HOW TO USE THE 2014 DBIR
Do you remember the Choose Your Own Adventure books from the '80s and '90s? I have fond memories of reading these books as a child. If you are not familiar with them, they are unique in that the reader becomes the main character and gets to actually guide the actions and outcome of the book. The book is customized to the reader. So what does this have to do with the DBIR? Let me explain. I started off the blog mentioning that every single vendor has some sort of annual report that they publish. If you are like me, you don't have time to read them all. Many of these reports are macro focused, and while some *might* be helpful in your day-to-day job most are not. Most of the reports lack relevancy to your organization. With the DBIR's pivot to attack patterns, you can now read the DBIR like a Choose Your Own Adventure book. Here is the obvious use case:
- Check out the North American Industry Classification System (NAICS) to understand how you industry is classified within the DBIR. This may be apparent to most, but there are some industries where it isn't clear.
- Go to Figure 19, "Frequency of incident classification patterns per victim industry," and select your industry. I've selected "Education" for this example.
- Pick out the top incident patterns that apply to your industry. The leading patterns for education are: Everything Else, Misc Error, Web App Attack, and Theft/Loss.
- Now you can focus on what is most relevant to your organization. Use this data for presentations to senior management. Build these incident patterns into your threat model. You do have a threat model, correct? How do your security controls line up with Verizon's recommendations?

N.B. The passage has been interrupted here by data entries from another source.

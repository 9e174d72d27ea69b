use std::fmt;
use std::str::FromStr;

use chrono::{DateTime, Utc};
use serde::{Deserialize, Serialize};

use crate::model::task::Task;

/// Status filter applied before the text search
#[derive(Debug, Clone, Copy, Default, PartialEq, Eq, Serialize, Deserialize)]
#[serde(rename_all = "lowercase")]
pub enum FilterMode {
    #[default]
    All,
    Active,
    Completed,
    Overdue,
}

impl FilterMode {
    /// All modes in tab order
    pub const ALL: [FilterMode; 4] = [
        FilterMode::All,
        FilterMode::Active,
        FilterMode::Completed,
        FilterMode::Overdue,
    ];

    pub fn label(self) -> &'static str {
        match self {
            FilterMode::All => "All",
            FilterMode::Active => "Active",
            FilterMode::Completed => "Completed",
            FilterMode::Overdue => "Overdue",
        }
    }

    /// Next mode in tab order, wrapping around
    pub fn next(self) -> FilterMode {
        let idx = Self::ALL.iter().position(|m| *m == self).unwrap_or(0);
        Self::ALL[(idx + 1) % Self::ALL.len()]
    }

    pub fn prev(self) -> FilterMode {
        let idx = Self::ALL.iter().position(|m| *m == self).unwrap_or(0);
        Self::ALL[(idx + Self::ALL.len() - 1) % Self::ALL.len()]
    }

    fn matches(self, task: &Task, now: DateTime<Utc>) -> bool {
        match self {
            FilterMode::All => true,
            FilterMode::Active => !task.completed,
            FilterMode::Completed => task.completed,
            FilterMode::Overdue => task.is_overdue(now),
        }
    }
}

impl fmt::Display for FilterMode {
    fn fmt(&self, f: &mut fmt::Formatter<'_>) -> fmt::Result {
        f.write_str(&self.label().to_lowercase())
    }
}

impl FromStr for FilterMode {
    type Err = String;

    fn from_str(s: &str) -> Result<Self, Self::Err> {
        match s.to_lowercase().as_str() {
            "all" => Ok(FilterMode::All),
            "active" => Ok(FilterMode::Active),
            "completed" | "done" => Ok(FilterMode::Completed),
            "overdue" => Ok(FilterMode::Overdue),
            other => Err(format!(
                "unknown filter '{}' (expected all, active, completed, overdue)",
                other
            )),
        }
    }
}

/// The tasks to show for a filter mode and search text, in list order.
///
/// Overdue is evaluated against `now`, never cached. The search is a
/// case-insensitive substring match on the description or any subtask text,
/// skipped when the trimmed text is empty.
pub fn visible<'a>(
    tasks: &'a [Task],
    mode: FilterMode,
    search: &str,
    now: DateTime<Utc>,
) -> Vec<&'a Task> {
    let needle = search.trim().to_lowercase();
    tasks
        .iter()
        .filter(|t| mode.matches(t, now))
        .filter(|t| needle.is_empty() || matches_search(t, &needle))
        .collect()
}

/// `needle` must already be lowercased
fn matches_search(task: &Task, needle: &str) -> bool {
    task.description.to_lowercase().contains(needle)
        || task
            .subtasks
            .iter()
            .any(|s| s.text.to_lowercase().contains(needle))
}

/// Select-all indicator: every visible task is completed.
/// An empty visible set reads as unchecked.
pub fn all_completed(visible: &[&Task]) -> bool {
    !visible.is_empty() && visible.iter().all(|t| t.completed)
}

/// Number of incomplete tasks in the whole list
pub fn remaining(tasks: &[Task]) -> usize {
    tasks.iter().filter(|t| !t.completed).count()
}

- I do have one word of caution for you. Verizon included Figures 69 and 70, which mapped SANS Critical Security Controls to incident patterns. If you look across Table 69, you will see that Incident Response (IR) is only mapped to DoS attacks and Skilled Staff is mapped only to Cyber Espionage. Don't read this as a suggestion that you don't need IR or skillse staff for other incident patterns. All organizations, regardless of industry or incident patterns, need IR and skilled staff.
I am a big fan of the new structure of the DBIR; the 2014 DBIR has transitioned from a report to a tool. Other vendors should consider taking a similar approach. What would really be cool is if Verizon provided a web-based interface that allowed you to input your specifics and have a customized report generated for you. Speaking of suggestions for Verizon, last year I wrote:
"I would like to see Verizon break out of breaches and incidents that resulted from third parties. Using the Verizon threat actor definition, I’d specifically like to see data on external threat actors who compromised companies via third-party networks. For example, I want to know how many organizations were attacked via an extranet connection to a supply chain partner. Third-party risk is a top concern of Forrester clients."
My request around greater detail into third-party incidents/breaches stands. Third-party risk was a top concern before the Target breach, and anxiety around it has only increased since. You could even "Choose your own adventure" around a business partner and see what the most likely incident patterns are for that organization and then question them specifically around how they are mitigating that risk.
Finally, I have a question for you. Can you generate similar data for the incidents that have occurred in your organization? What are your top incident patterns? Are you tracking time to compromise and time to discovery? You don't have to use the VERIS format to describe incidents, but you need to use something.